## Exercise details
State the count of lines below in which the word "AuthSuccess" appears, and add nothing.

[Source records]
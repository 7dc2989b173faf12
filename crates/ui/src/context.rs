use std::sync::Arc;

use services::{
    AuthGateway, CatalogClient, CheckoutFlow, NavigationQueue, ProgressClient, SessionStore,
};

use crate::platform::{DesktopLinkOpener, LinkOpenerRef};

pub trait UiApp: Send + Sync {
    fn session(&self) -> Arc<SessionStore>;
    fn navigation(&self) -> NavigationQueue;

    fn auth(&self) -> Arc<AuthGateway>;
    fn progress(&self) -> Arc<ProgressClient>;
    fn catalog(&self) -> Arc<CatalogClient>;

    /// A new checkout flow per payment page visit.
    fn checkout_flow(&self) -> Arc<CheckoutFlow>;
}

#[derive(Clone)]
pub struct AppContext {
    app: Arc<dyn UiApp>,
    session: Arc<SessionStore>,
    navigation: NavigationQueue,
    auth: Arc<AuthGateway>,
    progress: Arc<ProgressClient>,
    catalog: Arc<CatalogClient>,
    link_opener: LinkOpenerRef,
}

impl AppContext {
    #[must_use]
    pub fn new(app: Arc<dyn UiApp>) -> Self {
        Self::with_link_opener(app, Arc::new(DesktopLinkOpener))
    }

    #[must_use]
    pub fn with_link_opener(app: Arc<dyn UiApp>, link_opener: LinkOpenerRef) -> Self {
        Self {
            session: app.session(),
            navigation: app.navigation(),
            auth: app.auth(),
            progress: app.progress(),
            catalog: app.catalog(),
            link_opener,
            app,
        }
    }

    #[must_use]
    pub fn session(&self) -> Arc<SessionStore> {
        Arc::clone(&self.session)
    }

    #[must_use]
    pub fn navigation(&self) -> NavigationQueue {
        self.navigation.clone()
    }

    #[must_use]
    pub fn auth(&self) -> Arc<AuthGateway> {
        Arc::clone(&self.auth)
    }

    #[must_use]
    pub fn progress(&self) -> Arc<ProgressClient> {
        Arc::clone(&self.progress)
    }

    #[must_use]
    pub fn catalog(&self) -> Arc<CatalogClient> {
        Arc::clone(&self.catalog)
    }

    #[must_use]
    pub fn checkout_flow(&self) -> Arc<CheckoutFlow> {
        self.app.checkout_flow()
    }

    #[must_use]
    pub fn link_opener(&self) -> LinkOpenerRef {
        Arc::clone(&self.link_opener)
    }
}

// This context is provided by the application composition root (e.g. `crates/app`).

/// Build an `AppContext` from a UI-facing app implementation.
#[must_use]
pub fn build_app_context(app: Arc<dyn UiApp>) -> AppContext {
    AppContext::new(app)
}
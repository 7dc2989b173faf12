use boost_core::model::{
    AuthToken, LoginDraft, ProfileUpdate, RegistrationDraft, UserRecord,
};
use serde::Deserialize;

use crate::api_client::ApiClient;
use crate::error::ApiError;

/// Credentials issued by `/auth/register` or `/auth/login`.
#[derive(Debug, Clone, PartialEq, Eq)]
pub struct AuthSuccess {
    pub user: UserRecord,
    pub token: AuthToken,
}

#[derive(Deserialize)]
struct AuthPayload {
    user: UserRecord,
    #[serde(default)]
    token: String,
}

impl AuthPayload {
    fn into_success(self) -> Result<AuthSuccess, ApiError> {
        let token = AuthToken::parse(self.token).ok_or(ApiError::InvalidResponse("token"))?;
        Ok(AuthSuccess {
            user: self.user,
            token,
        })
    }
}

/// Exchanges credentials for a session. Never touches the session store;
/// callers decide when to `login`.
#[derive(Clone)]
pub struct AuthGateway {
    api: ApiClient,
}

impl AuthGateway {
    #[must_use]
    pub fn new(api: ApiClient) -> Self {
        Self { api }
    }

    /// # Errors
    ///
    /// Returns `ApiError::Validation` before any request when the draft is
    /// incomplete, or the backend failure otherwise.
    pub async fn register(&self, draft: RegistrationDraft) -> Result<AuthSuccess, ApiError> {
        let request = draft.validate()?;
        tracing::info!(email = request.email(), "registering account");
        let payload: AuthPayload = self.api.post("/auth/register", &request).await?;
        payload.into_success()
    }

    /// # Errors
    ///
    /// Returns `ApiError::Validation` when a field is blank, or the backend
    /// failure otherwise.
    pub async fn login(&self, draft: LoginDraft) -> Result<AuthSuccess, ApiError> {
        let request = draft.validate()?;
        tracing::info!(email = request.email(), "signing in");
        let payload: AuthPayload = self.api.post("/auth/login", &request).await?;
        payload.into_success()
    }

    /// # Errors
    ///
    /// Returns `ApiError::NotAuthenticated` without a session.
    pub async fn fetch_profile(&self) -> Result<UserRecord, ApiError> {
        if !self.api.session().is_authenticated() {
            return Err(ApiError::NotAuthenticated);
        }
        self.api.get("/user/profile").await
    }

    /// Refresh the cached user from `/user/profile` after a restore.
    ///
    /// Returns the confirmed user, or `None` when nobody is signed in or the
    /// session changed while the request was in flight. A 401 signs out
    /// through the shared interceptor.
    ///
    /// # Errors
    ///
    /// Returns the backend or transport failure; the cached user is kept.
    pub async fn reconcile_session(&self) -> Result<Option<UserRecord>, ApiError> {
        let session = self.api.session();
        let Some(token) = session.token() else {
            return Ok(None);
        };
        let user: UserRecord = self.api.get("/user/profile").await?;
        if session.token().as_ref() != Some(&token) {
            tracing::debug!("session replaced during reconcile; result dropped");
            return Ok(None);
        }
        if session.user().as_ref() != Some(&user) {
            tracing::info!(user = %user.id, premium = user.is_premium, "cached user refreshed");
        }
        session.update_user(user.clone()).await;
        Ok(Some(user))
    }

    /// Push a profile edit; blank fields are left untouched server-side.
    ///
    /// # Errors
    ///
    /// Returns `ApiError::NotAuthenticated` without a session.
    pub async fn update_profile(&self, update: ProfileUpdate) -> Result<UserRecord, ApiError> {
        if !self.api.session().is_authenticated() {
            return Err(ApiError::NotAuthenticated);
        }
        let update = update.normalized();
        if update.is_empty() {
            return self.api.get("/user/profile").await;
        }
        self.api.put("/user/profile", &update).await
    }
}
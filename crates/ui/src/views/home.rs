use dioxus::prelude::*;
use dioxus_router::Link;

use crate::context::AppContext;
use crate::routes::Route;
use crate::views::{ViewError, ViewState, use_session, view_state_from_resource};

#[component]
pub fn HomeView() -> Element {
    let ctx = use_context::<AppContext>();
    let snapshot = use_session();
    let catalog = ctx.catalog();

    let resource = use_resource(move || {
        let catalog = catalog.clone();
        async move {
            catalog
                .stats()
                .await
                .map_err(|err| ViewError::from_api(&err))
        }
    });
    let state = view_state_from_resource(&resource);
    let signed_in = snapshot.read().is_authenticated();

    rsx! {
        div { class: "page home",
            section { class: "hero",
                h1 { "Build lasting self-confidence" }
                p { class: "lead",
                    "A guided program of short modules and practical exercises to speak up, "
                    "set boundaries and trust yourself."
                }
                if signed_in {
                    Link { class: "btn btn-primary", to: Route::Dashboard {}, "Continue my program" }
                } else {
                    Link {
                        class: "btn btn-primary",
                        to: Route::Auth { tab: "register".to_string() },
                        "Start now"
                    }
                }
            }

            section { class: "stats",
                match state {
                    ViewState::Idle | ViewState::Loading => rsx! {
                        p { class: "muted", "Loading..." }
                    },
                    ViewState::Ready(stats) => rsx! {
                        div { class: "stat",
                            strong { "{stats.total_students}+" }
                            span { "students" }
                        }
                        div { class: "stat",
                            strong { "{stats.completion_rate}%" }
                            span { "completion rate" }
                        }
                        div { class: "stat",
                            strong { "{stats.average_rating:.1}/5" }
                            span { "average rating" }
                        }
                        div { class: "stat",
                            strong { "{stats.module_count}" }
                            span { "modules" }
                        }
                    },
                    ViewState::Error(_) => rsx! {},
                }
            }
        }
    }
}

## Solution to this exercise
5